If that happens, this military tech added, "You would immobilize the entirety of any response we would have. No radars. No engines to mobilize troops; to supply electricity. We'd be on foot. That's it. Oops!"
"There is quite literally no way to break one of these things open on the nano level" and reverse engineer the millions of micro-traps the Chinese have set. "There's no way to tell if you got it all."
Whoever said that a 12,000 year-old civilization was dumb?
Is this all hypothetical? Supposedly built "milspecs", will much or most U.S. military electronics in the Persian Gulf Theater of Operations cease to function if hit with an electromagnetic pulse?
The smoking transistor answer is that China has already dramatically demonstrated their capability to fry the best U.S. military microelectronics on-or off-the planet. Just before North Korea tested a nuclear weapon in a "tiny" underground blast on October 9, 2006, Hank confirmed from multiple sources that America's most advanced reconnaissance satellite was immobilized by Beijing.

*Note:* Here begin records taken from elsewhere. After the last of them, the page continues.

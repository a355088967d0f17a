//! Export and import command handlers

use std::fs;
use std::path::PathBuf;

use anyhow::{Context, Result};
use chrono::Utc;

use formguide_core::transfer::{export_file_name, export_json, write_export};
use formguide_core::{ItemStore, KeyValueStore, StoreError};

use crate::output::Output;

/// Write all items to a JSON file (or stdout)
pub fn export<S: KeyValueStore>(
    store: &ItemStore<S>,
    path: Option<PathBuf>,
    stdout: bool,
    output: &Output,
) -> Result<()> {
    if stdout {
        println!("{}", export_json(store.items()));
        return Ok(());
    }

    let path = path.unwrap_or_else(|| PathBuf::from(export_file_name(Utc::now())));
    write_export(&path, store.items())
        .with_context(|| format!("Failed to write export to {}", path.display()))?;

    output.success(&format!(
        "Exported {} item(s) to {}",
        store.len(),
        path.display()
    ));
    Ok(())
}

/// Replace all items with the contents of an exported file
pub fn import<S: KeyValueStore>(
    store: &mut ItemStore<S>,
    file: PathBuf,
    output: &Output,
) -> Result<()> {
    let text = fs::read_to_string(&file)
        .with_context(|| format!("Failed to read {}", file.display()))?;

    let count = match store.import_json(&text) {
        Ok(count) => count,
        Err(StoreError::Validation(reason)) => {
            anyhow::bail!(
                "{} is not a formguide export ({}). Expected a JSON array of items.",
                file.display(),
                reason
            );
        }
        Err(e) => {
            return Err(anyhow::Error::new(e).context(format!("Failed to import {}", file.display())));
        }
    };

    output.success(&format!("Imported {} item(s)", count));
    Ok(())
}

According to this well-informed source, "We had no warning" of the North Korean test because "the Chinese took down our look down capability" with a frequency-focused EMP. "And we were going, 'What the fuck just happened?' Nobody knew. Even after it happened nobody knew. Because it leaves no signature."
Since "an electromagnetic pulse goes on through and it's gone," such egregious aggression could not be proven, and was not an act of war.
It was a wake up call. Because the advanced NSA spy bird-"a little higher than Keyhole 14"-was supposedly "hardened against everything from solar flares to enemy action," Hank was told.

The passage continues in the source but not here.